* **EXERCISE DIRECTIONS**
For the entries below, print exactly the lines between the line holding "pub fn b(&self)" and the line holding "(1×4), control law", inclusive, and nothing else.

───── EXERCISE INPUTS

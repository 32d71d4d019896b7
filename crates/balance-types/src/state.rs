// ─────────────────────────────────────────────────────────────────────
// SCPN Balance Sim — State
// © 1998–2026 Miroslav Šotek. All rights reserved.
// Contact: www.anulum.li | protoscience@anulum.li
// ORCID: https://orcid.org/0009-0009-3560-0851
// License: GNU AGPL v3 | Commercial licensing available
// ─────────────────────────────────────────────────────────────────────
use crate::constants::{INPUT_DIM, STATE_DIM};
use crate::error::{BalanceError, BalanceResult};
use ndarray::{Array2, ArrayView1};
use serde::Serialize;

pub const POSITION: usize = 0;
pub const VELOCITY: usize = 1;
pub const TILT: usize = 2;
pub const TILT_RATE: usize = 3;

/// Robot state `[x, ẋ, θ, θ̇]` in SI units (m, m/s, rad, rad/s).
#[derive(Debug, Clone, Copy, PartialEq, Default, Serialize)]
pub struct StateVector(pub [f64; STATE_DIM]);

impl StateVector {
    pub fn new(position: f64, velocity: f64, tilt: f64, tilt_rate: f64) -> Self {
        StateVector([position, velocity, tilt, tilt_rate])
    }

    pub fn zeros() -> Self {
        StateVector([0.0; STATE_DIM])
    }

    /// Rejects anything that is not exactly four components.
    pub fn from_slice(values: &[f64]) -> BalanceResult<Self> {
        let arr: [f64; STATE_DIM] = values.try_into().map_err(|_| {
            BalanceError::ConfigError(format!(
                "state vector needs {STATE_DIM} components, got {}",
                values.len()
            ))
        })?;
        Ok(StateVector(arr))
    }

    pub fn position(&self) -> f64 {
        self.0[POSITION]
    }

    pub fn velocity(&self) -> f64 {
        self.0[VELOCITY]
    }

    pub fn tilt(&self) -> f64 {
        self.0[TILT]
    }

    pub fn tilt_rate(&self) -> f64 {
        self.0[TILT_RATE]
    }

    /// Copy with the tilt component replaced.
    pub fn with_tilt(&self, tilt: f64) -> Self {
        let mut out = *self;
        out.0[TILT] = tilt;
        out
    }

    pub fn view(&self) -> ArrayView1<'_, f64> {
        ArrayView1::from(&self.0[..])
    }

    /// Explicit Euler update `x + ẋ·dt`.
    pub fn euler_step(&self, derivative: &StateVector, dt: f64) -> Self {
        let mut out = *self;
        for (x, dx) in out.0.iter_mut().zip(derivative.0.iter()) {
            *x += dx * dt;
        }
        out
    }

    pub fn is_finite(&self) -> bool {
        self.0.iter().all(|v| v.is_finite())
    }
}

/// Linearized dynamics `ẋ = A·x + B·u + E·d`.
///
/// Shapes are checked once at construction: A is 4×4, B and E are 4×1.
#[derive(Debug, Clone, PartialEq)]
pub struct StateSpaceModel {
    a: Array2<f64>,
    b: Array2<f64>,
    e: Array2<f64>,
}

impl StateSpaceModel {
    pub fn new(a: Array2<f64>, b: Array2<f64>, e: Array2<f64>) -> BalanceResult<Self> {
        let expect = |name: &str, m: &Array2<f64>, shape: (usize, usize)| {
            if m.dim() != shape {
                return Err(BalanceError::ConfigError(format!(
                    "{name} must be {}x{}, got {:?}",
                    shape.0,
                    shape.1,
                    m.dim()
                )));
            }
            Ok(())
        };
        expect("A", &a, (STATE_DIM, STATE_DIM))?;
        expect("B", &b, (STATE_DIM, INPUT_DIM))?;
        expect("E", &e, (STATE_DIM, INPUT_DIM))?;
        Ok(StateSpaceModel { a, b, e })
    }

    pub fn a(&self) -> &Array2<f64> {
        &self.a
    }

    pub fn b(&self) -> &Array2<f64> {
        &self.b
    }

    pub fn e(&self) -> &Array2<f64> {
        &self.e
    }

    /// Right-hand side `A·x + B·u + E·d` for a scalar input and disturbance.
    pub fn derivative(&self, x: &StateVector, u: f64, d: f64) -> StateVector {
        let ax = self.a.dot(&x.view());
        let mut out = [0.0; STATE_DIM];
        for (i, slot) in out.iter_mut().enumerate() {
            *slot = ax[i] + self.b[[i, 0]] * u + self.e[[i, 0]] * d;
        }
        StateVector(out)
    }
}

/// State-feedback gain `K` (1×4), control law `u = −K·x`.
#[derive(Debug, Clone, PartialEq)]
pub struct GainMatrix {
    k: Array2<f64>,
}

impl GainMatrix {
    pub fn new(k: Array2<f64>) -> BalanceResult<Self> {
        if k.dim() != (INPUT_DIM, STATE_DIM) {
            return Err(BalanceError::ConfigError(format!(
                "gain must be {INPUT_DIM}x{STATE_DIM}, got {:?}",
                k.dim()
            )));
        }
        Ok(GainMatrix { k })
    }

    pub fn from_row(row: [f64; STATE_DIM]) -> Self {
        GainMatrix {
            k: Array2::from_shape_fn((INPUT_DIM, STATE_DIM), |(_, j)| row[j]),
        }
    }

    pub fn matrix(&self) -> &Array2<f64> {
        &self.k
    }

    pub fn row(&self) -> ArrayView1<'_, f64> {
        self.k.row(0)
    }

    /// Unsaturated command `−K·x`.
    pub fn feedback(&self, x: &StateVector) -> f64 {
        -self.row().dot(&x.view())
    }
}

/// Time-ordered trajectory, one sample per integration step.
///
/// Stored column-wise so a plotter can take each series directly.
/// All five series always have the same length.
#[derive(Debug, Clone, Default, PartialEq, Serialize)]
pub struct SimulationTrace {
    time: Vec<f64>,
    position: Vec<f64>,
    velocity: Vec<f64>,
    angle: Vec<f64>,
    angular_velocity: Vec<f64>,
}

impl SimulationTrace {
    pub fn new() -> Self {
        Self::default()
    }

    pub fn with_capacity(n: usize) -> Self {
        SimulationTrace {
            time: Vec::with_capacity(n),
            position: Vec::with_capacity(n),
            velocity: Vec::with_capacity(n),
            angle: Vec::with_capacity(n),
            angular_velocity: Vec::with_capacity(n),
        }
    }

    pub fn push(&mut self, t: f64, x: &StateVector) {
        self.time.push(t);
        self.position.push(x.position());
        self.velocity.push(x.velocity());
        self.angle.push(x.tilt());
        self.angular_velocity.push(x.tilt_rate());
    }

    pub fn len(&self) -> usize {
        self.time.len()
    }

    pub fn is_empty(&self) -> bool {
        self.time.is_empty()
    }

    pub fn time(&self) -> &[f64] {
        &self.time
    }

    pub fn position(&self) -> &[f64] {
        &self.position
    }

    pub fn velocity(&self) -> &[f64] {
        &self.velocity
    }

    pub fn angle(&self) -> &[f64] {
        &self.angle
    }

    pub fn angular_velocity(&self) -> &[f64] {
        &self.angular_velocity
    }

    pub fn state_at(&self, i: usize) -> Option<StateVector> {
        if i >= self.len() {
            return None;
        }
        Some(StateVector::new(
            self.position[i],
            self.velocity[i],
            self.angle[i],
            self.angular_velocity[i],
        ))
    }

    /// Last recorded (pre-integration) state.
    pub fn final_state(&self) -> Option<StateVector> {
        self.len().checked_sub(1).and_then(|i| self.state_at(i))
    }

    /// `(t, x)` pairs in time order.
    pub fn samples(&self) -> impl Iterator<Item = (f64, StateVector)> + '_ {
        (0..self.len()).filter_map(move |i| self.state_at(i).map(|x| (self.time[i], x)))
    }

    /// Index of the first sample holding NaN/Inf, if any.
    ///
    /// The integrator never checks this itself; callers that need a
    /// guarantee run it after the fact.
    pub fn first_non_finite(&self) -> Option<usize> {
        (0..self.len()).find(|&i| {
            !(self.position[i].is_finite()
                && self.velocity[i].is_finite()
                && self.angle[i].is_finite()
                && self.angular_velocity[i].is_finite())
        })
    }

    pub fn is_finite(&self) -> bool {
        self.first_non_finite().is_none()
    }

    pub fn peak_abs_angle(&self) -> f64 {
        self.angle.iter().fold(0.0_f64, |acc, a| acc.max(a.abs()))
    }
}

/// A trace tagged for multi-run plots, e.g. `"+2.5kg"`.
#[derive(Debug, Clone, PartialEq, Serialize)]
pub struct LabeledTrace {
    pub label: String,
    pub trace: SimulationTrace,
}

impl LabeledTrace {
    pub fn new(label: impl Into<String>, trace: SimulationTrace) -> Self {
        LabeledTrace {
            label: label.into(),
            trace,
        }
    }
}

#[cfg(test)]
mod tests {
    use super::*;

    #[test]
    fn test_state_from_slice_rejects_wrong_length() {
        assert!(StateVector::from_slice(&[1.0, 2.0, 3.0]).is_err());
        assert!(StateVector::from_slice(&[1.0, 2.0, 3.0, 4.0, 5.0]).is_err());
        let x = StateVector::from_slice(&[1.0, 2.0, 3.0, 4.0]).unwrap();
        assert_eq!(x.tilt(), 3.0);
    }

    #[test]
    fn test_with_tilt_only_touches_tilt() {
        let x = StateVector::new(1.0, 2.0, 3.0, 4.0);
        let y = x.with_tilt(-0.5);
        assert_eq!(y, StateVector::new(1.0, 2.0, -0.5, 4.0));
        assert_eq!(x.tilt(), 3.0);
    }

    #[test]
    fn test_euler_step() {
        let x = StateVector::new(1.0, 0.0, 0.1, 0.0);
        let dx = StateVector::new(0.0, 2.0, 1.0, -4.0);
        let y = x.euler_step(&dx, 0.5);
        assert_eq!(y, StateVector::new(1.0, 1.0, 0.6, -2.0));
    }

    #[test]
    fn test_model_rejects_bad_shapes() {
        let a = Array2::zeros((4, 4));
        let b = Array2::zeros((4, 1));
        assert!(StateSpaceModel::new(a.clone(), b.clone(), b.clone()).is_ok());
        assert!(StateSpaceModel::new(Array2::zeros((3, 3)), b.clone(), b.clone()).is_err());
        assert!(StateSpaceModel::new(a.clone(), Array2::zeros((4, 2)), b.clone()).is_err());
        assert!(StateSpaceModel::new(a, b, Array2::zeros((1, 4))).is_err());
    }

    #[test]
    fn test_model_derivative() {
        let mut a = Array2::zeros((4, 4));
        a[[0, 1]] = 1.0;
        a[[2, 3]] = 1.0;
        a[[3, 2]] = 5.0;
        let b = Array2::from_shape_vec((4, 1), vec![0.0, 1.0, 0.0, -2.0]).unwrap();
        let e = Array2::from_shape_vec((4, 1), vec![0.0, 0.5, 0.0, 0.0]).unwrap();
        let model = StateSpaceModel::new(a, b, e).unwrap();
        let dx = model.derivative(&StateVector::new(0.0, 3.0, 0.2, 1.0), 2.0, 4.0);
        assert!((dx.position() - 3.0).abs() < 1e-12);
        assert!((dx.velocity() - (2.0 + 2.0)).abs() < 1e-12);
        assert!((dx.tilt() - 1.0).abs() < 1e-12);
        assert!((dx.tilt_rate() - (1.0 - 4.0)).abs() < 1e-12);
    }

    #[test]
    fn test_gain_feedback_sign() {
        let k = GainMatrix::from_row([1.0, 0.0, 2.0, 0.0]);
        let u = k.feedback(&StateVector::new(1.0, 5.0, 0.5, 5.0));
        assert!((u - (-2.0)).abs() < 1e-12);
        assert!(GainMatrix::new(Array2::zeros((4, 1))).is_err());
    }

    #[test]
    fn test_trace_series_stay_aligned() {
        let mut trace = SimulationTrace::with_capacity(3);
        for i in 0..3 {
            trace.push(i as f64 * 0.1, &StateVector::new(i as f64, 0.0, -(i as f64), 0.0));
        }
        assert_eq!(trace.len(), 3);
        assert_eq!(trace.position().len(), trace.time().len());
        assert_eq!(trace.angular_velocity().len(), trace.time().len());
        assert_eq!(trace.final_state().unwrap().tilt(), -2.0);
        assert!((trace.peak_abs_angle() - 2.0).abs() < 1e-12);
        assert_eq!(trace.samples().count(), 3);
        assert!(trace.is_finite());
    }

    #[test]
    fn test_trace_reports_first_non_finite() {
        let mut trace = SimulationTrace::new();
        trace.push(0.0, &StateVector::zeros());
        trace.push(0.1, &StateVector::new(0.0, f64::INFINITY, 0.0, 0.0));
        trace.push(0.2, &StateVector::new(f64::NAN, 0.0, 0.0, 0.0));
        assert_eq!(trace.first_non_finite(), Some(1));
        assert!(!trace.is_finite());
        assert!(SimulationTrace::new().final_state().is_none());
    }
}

──────────

* **ANSWER AREA**
    pub fn b(&self) -> &Array2<f64> {
        &self.b
    }

    pub fn e(&self) -> &Array2<f64> {
        &self.e
    }

    /// Right-hand side `A·x + B·u + E·d` for a scalar input and disturbance.
    pub fn derivative(&self, x: &StateVector, u: f64, d: f64) -> StateVector {
        let ax = self.a.dot(&x.view());
        let mut out = [0.0; STATE_DIM];
        for (i, slot) in out.iter_mut().enumerate() {
            *slot = ax[i] + self.b[[i, 0]] * u + self.e[[i, 0]] * d;
        }
        StateVector(out)
    }
}

/// State-feedback gain `K` (1×4), control law `u = −K·x`.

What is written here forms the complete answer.